### What the exercise asks:
Your answer must hold only the lines below from the line containing "fn serialize<S>(&self, serializer: S)" through the line containing "touch the buffer", each reproduced exactly.

### Input records:

//! palank-faq CLI 진입점

use anyhow::Result;
use clap::Parser;

fn main() -> Result<()> {
    // 로깅 초기화 (stdout은 응답 출력용)
    tracing_subscriber::fmt()
        .with_env_filter(
            tracing_subscriber::EnvFilter::from_default_env()
                .add_directive(tracing::Level::INFO.into()),
        )
        .with_writer(std::io::stderr)
        .init();

    // CLI 실행
    let cli = palank_faq::cli::Cli::parse();

    tokio::runtime::Builder::new_multi_thread()
        .enable_all()
        .build()?
        .block_on(palank_faq::cli::run(cli))
}
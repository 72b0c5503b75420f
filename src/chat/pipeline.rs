//! 질의 파이프라인 - 검증 -> 검색 -> 합성
//!
//! 지식 저장소는 `Arc`로 공유하고 파이프라인 자체도 상태를 갖지 않으므로
//! 같은 인스턴스를 여러 스레드/태스크에서 동시에 호출할 수 있습니다.

use std::sync::Arc;

use thiserror::Error;

use crate::config::PipelineConfig;
use crate::knowledge::{is_blank, KnowledgeStore, Match, Retriever};

use super::composer::{ChatResult, ResponseComposer};

/// 빈 쿼리 오류 메시지 (클라이언트에 그대로 노출)
pub const EMPTY_QUERY_ERROR: &str = "Consulta vazia";

/// 파이프라인 오류
#[derive(Debug, Error, PartialEq, Eq)]
pub enum ChatError {
    /// 빈 쿼리 또는 공백만 있는 쿼리 (검색 전에 거부)
    #[error("Consulta vazia")]
    EmptyQuery,

    /// 검색/합성 중 예상치 못한 실패 (경계에서만 생성)
    #[error("Internal pipeline failure: {0}")]
    Internal(String),
}

/// 질의 파이프라인
pub struct ChatPipeline {
    store: Arc<KnowledgeStore>,
    retriever: Retriever,
    composer: ResponseComposer,
    config: PipelineConfig,
}

impl ChatPipeline {
    /// 기본 스코어러로 생성
    pub fn new(store: Arc<KnowledgeStore>, config: PipelineConfig) -> Self {
        Self::with_retriever(store, config, Retriever::with_defaults())
    }

    /// 검색기를 지정하여 생성
    pub fn with_retriever(
        store: Arc<KnowledgeStore>,
        config: PipelineConfig,
        retriever: Retriever,
    ) -> Self {
        let composer = ResponseComposer::new(config.max_matches);
        Self {
            store,
            retriever,
            composer,
            config,
        }
    }

    pub fn store(&self) -> &KnowledgeStore {
        &self.store
    }

    pub fn config(&self) -> &PipelineConfig {
        &self.config
    }

    /// 쿼리에 대한 최종 응답
    ///
    /// 매칭이 없는 것은 오류가 아니라 `ChatStatus::NoMatch` 결과입니다.
    pub fn answer(&self, query: &str) -> Result<ChatResult, ChatError> {
        if is_blank(query) {
            return Err(ChatError::EmptyQuery);
        }

        let matches = self.search(query);
        let result = self.composer.compose(&matches);

        tracing::debug!(
            "Answered query with status {} ({} matches)",
            result.status.as_str(),
            matches.len()
        );

        Ok(result)
    }

    /// 순위가 매겨진 매칭 목록만 반환 (합성 없이)
    pub fn search(&self, query: &str) -> Vec<Match> {
        self.retriever
            .retrieve(query, &self.store, self.config.threshold)
    }
}

// ============================================================================
// Tests
// ============================================================================
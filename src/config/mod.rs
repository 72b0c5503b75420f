//! 설정 모듈
//!
//! 지식베이스 경로, 검색 임계값, 응답 지연 시뮬레이션 설정을 해석합니다.
//!
//! 우선순위: CLI 인자 > 환경변수 > 기본값

use std::path::{Path, PathBuf};
use std::time::Duration;

use anyhow::{bail, Context, Result};

use crate::knowledge::DEFAULT_THRESHOLD;

/// 지식베이스 경로 환경변수
pub const ENV_KB_PATH: &str = "PALANK_FAQ_KB";
/// 임계값 환경변수
pub const ENV_THRESHOLD: &str = "PALANK_FAQ_THRESHOLD";
/// 기본 지식베이스 파일명
pub const DEFAULT_KB_FILE: &str = "bases_data.json";
/// 응답 하나에 합치는 기본 최대 매칭 수
pub const DEFAULT_MAX_MATCHES: usize = 3;

// ============================================================================
// Data Directory
// ============================================================================

/// 데이터 디렉토리 경로 (~/.palank-faq/)
pub fn get_data_dir() -> PathBuf {
    dirs::data_local_dir()
        .or_else(dirs::home_dir)
        .unwrap_or_else(|| PathBuf::from("."))
        .join(".palank-faq")
}

// ============================================================================
// PipelineConfig
// ============================================================================

/// 질의 파이프라인 설정
#[derive(Debug, Clone)]
pub struct PipelineConfig {
    /// 포함 최소 점수 (0.0 ~ 1.0, 이상)
    pub threshold: f64,
    /// 응답에 합칠 최대 매칭 수
    pub max_matches: usize,
}

impl Default for PipelineConfig {
    fn default() -> Self {
        Self {
            threshold: DEFAULT_THRESHOLD,
            max_matches: DEFAULT_MAX_MATCHES,
        }
    }
}

impl PipelineConfig {
    /// 환경변수를 반영한 설정
    pub fn from_env() -> Result<Self> {
        let mut config = Self::default();

        if let Ok(raw) = std::env::var(ENV_THRESHOLD) {
            if !raw.trim().is_empty() {
                config.threshold = parse_threshold(&raw)
                    .with_context(|| format!("Invalid {}", ENV_THRESHOLD))?;
                tracing::debug!("Using threshold from {}: {}", ENV_THRESHOLD, config.threshold);
            }
        }

        config.validate()?;
        Ok(config)
    }

    /// CLI 인자 덮어쓰기
    pub fn with_overrides(mut self, threshold: Option<f64>, max_matches: Option<usize>) -> Result<Self> {
        if let Some(threshold) = threshold {
            self.threshold = threshold;
        }
        if let Some(max_matches) = max_matches {
            self.max_matches = max_matches;
        }

        self.validate()?;
        Ok(self)
    }

    pub fn validate(&self) -> Result<()> {
        if !(0.0..=1.0).contains(&self.threshold) {
            bail!(
                "Invalid threshold: {}. Must be between 0.0 and 1.0",
                self.threshold
            );
        }
        if self.max_matches == 0 {
            bail!("Invalid max_matches: 0. Must be at least 1");
        }
        Ok(())
    }
}

fn parse_threshold(raw: &str) -> Result<f64> {
    let value: f64 = raw
        .trim()
        .parse()
        .with_context(|| format!("'{}' is not a number", raw.trim()))?;
    Ok(value)
}

// ============================================================================
// HandlerConfig
// ============================================================================

/// 요청 경계 설정
#[derive(Debug, Clone, Default)]
pub struct HandlerConfig {
    /// 검색 전/생성 후 각각 대기할 시간 (LLM 응답 지연 흉내, 0이면 없음)
    pub simulated_latency: Duration,
}

impl HandlerConfig {
    pub fn with_latency_ms(ms: u64) -> Self {
        Self {
            simulated_latency: Duration::from_millis(ms),
        }
    }
}

// ============================================================================
// Knowledge Base Path
// ============================================================================

/// 지식베이스 경로 결정
///
/// 우선순위:
/// 1. `--kb` 인자
/// 2. `PALANK_FAQ_KB` 환경변수
/// 3. 현재 디렉토리의 `bases_data.json` (있을 때)
/// 4. `~/.palank-faq/bases_data.json`
pub fn resolve_kb_path(cli_path: Option<&Path>) -> PathBuf {
    if let Some(path) = cli_path {
        return path.to_path_buf();
    }

    if let Ok(path) = std::env::var(ENV_KB_PATH) {
        if !path.is_empty() {
            tracing::debug!("Using knowledge base from {}", ENV_KB_PATH);
            return PathBuf::from(path);
        }
    }

    let local = PathBuf::from(DEFAULT_KB_FILE);
    if local.exists() {
        return local;
    }

    get_data_dir().join(DEFAULT_KB_FILE)
}

// ============================================================================
// Tests
// ============================================================================
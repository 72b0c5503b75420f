//! Chat 모듈 - 질의 파이프라인 + 응답 합성 + 요청 경계
//!
//! 쿼리 -> 검증 -> 검색 (Retriever) -> 합성 (ResponseComposer) -> ChatResult

mod composer;
mod handler;
mod pipeline;

// Re-exports
pub use composer::{
    ChatResult, ChatStatus, ResponseComposer, INTERNAL_ERROR_RESPONSE, NO_MATCH_RESPONSE,
    NO_SOURCE_LABEL, SOURCES_FOOTER_PREFIX, SYSTEM_SOURCE_LABEL,
};
pub use handler::{
    ChatHandler, ChatReply, ChatRequest, ErrorBody, ReplyBody, STATUS_BAD_REQUEST,
    STATUS_INTERNAL_ERROR, STATUS_OK,
};
pub use pipeline::{ChatError, ChatPipeline, EMPTY_QUERY_ERROR};
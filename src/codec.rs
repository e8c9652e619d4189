//! Wire form of a [`BitSet`]: a bare sequence of block words, in block
//! order, with no capacity field. Decoding recovers the capacity from the
//! largest block value, so a round trip is only guaranteed to reproduce
//! the blocks themselves.

use crate::bit_set::{BitSet, Block};

use serde::de::{self, SeqAccess, Visitor};
use serde::{Deserialize, Deserializer, Serialize, Serializer};
use std::convert::TryFrom;
use std::fmt;

impl Serialize for BitSet {
    fn serialize<S>(&self, serializer: S) -> Result<S::Ok, S::Error>
    where
        S: Serializer,
    {
        serializer.collect_seq(self.blocks.iter())
    }
}

impl<'de> Deserialize<'de> for BitSet {
    fn deserialize<D>(deserializer: D) -> Result<BitSet, D::Error>
    where
        D: Deserializer<'de>,
    {
        struct BlockSeqVisitor;

        impl<'de> Visitor<'de> for BlockSeqVisitor {
            type Value = BitSet;

            fn expecting(&self, formatter: &mut fmt::Formatter<'_>) -> fmt::Result {
                formatter.write_str("a sequence of unsigned 64-bit blocks")
            }

            fn visit_seq<A>(self, mut seq: A) -> Result<BitSet, A::Error>
            where
                A: SeqAccess<'de>,
            {
                let mut blocks: Vec<Block> = Vec::with_capacity(seq.size_hint().unwrap_or(0));
                let mut size = 0;
                while let Some(block) = seq.next_element::<Block>()? {
                    // The stream carries no capacity field; the largest
                    // block value read so far stands in for it.
                    let bits = usize::try_from(block).map_err(|_| {
                        de::Error::custom("block value exceeds the addressable range")
                    })?;
                    size = size.max(bits);
                    blocks.push(block);
                }
                Ok(BitSet { blocks, size })
            }
        }

        deserializer.deserialize_seq(BlockSeqVisitor)
    }
}
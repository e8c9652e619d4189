use log::debug;
use std::fmt;

/// Storage word of the packed bit buffer.
pub type Block = u64;

/// Membership bits held by one block.
pub const BLOCK_BITS: usize = 64;

/// A fixed-capacity set of small integers packed into [`Block`]s.
///
/// Capacity is chosen at construction and never grows; membership of
/// element `i` is bit `i % 64` of block `i / 64`. All operations that
/// touch the buffer go through the scoped [`read`](BitSet::read) /
/// [`update`](BitSet::update) accessors, so no raw view of the blocks
/// ever outlives a single call.
///
/// Elements past the last allocated block trap on the buffer bounds
/// check. The final block may carry more bits than `size` (capacity is
/// rounded up to a whole block) and those positions are addressable.
#[derive(Clone, PartialEq, Eq, Hash)]
pub struct BitSet {
    pub(crate) blocks: Vec<Block>,
    pub(crate) size: usize,
}

impl BitSet {
    /// Creates an empty set able to hold `bits` elements.
    pub fn with_capacity(bits: usize) -> BitSet {
        let block_count = bits.div_ceil(BLOCK_BITS);
        debug!("bit set of {} bits backed by {} blocks", bits, block_count);
        BitSet {
            blocks: vec![0; block_count],
            size: bits,
        }
    }

    /// Declared capacity in bits.
    #[inline(always)]
    pub fn size(&self) -> usize {
        self.size
    }

    #[inline(always)]
    fn read<R>(&self, body: impl FnOnce(&[Block]) -> R) -> R {
        body(&self.blocks)
    }

    #[inline(always)]
    fn update(&mut self, body: impl FnOnce(&mut [Block])) {
        body(&mut self.blocks)
    }

    /// Adds `element` to the set. Inserting a member again is a no-op.
    #[inline]
    pub fn insert(&mut self, element: usize) {
        let index = block_index(element);
        let mask = bit_mask(element);
        self.update(|blocks| blocks[index] |= mask);
    }

    /// Removes `element` from the set. Removing a non-member is a no-op.
    #[inline]
    pub fn remove(&mut self, element: usize) {
        let index = block_index(element);
        let mask = bit_mask(element);
        self.update(|blocks| blocks[index] &= !mask);
    }

    /// Whether `element` is a member.
    #[inline]
    pub fn contains(&self, element: usize) -> bool {
        let index = block_index(element);
        let mask = bit_mask(element);
        self.read(|blocks| blocks[index] & mask != 0)
    }

    #[inline]
    pub fn get(&self, element: usize) -> bool {
        self.contains(element)
    }

    #[inline]
    pub fn set(&mut self, element: usize, value: bool) {
        if value {
            self.insert(element);
        } else {
            self.remove(element);
        }
    }

    /// Number of members. Recomputed on every call, never cached.
    pub fn count(&self) -> usize {
        self.read(|blocks| blocks.iter().map(|block| block.count_ones() as usize).sum())
    }

    #[inline]
    pub fn is_empty(&self) -> bool {
        self.read(|blocks| blocks.iter().all(|&block| block == 0))
    }

    /// Smallest member, or `None` when the set is empty.
    pub fn min(&self) -> Option<usize> {
        self.read(|blocks| {
            blocks
                .iter()
                .enumerate()
                .find(|&(_, &block)| block != 0)
                .map(|(index, &block)| index * BLOCK_BITS + block.trailing_zeros() as usize)
        })
    }

    /// Largest member, or `None` when the set is empty.
    pub fn max(&self) -> Option<usize> {
        self.read(|blocks| {
            blocks
                .iter()
                .enumerate()
                .rev()
                .find(|&(_, &block)| block != 0)
                .map(|(index, &block)| {
                    index * BLOCK_BITS + (BLOCK_BITS - 1 - block.leading_zeros() as usize)
                })
        })
    }

    /// Iterates over the members in ascending order.
    pub fn iter(&self) -> crate::iter::Iter<'_> {
        crate::iter::Iter::new(self)
    }
}

#[inline(always)]
fn block_index(element: usize) -> usize {
    element / BLOCK_BITS
}

#[inline(always)]
fn bit_mask(element: usize) -> Block {
    1 << (element % BLOCK_BITS)
}

impl fmt::Display for BitSet {
    fn fmt(&self, f: &mut fmt::Formatter<'_>) -> fmt::Result {
        write!(f, "BitSet[")?;
        self.read(|blocks| {
            for (index, block) in blocks.iter().enumerate() {
                if index > 0 {
                    write!(f, ",")?;
                }
                write!(f, "{}", block)?;
            }
            Ok(())
        })?;
        write!(f, "]")
    }
}

impl fmt::Debug for BitSet {
    fn fmt(&self, f: &mut fmt::Formatter<'_>) -> fmt::Result {
        fmt::Display::fmt(self, f)
    }
}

### Expected answer:
    fn serialize<S>(&self, serializer: S) -> Result<S::Ok, S::Error>
    where
        S: Serializer,
    {
        serializer.collect_seq(self.blocks.iter())
    }
}

impl<'de> Deserialize<'de> for BitSet {
    fn deserialize<D>(deserializer: D) -> Result<BitSet, D::Error>
    where
        D: Deserializer<'de>,
    {
        struct BlockSeqVisitor;

        impl<'de> Visitor<'de> for BlockSeqVisitor {
            type Value = BitSet;

            fn expecting(&self, formatter: &mut fmt::Formatter<'_>) -> fmt::Result {
                formatter.write_str("a sequence of unsigned 64-bit blocks")
            }

            fn visit_seq<A>(self, mut seq: A) -> Result<BitSet, A::Error>
            where
                A: SeqAccess<'de>,
            {
                let mut blocks: Vec<Block> = Vec::with_capacity(seq.size_hint().unwrap_or(0));
                let mut size = 0;
                while let Some(block) = seq.next_element::<Block>()? {
                    // The stream carries no capacity field; the largest
                    // block value read so far stands in for it.
                    let bits = usize::try_from(block).map_err(|_| {
                        de::Error::custom("block value exceeds the addressable range")
                    })?;
                    size = size.max(bits);
                    blocks.push(block);
                }
                Ok(BitSet { blocks, size })
            }
        }

        deserializer.deserialize_seq(BlockSeqVisitor)
    }
}
repository e8c9652e619d4189
use log::debug;
use std::fmt;

/// Storage word of the packed bit buffer.
pub type Block = u64;

/// Membership bits held by one block.
pub const BLOCK_BITS: usize = 64;

/// A fixed-capacity set of small integers packed into [`Block`]s.
///
/// Capacity is chosen at construction and never grows; membership of
/// element `i` is bit `i % 64` of block `i / 64`. All operations that
/// touch the buffer go through the scoped [`read`](BitSet::read) /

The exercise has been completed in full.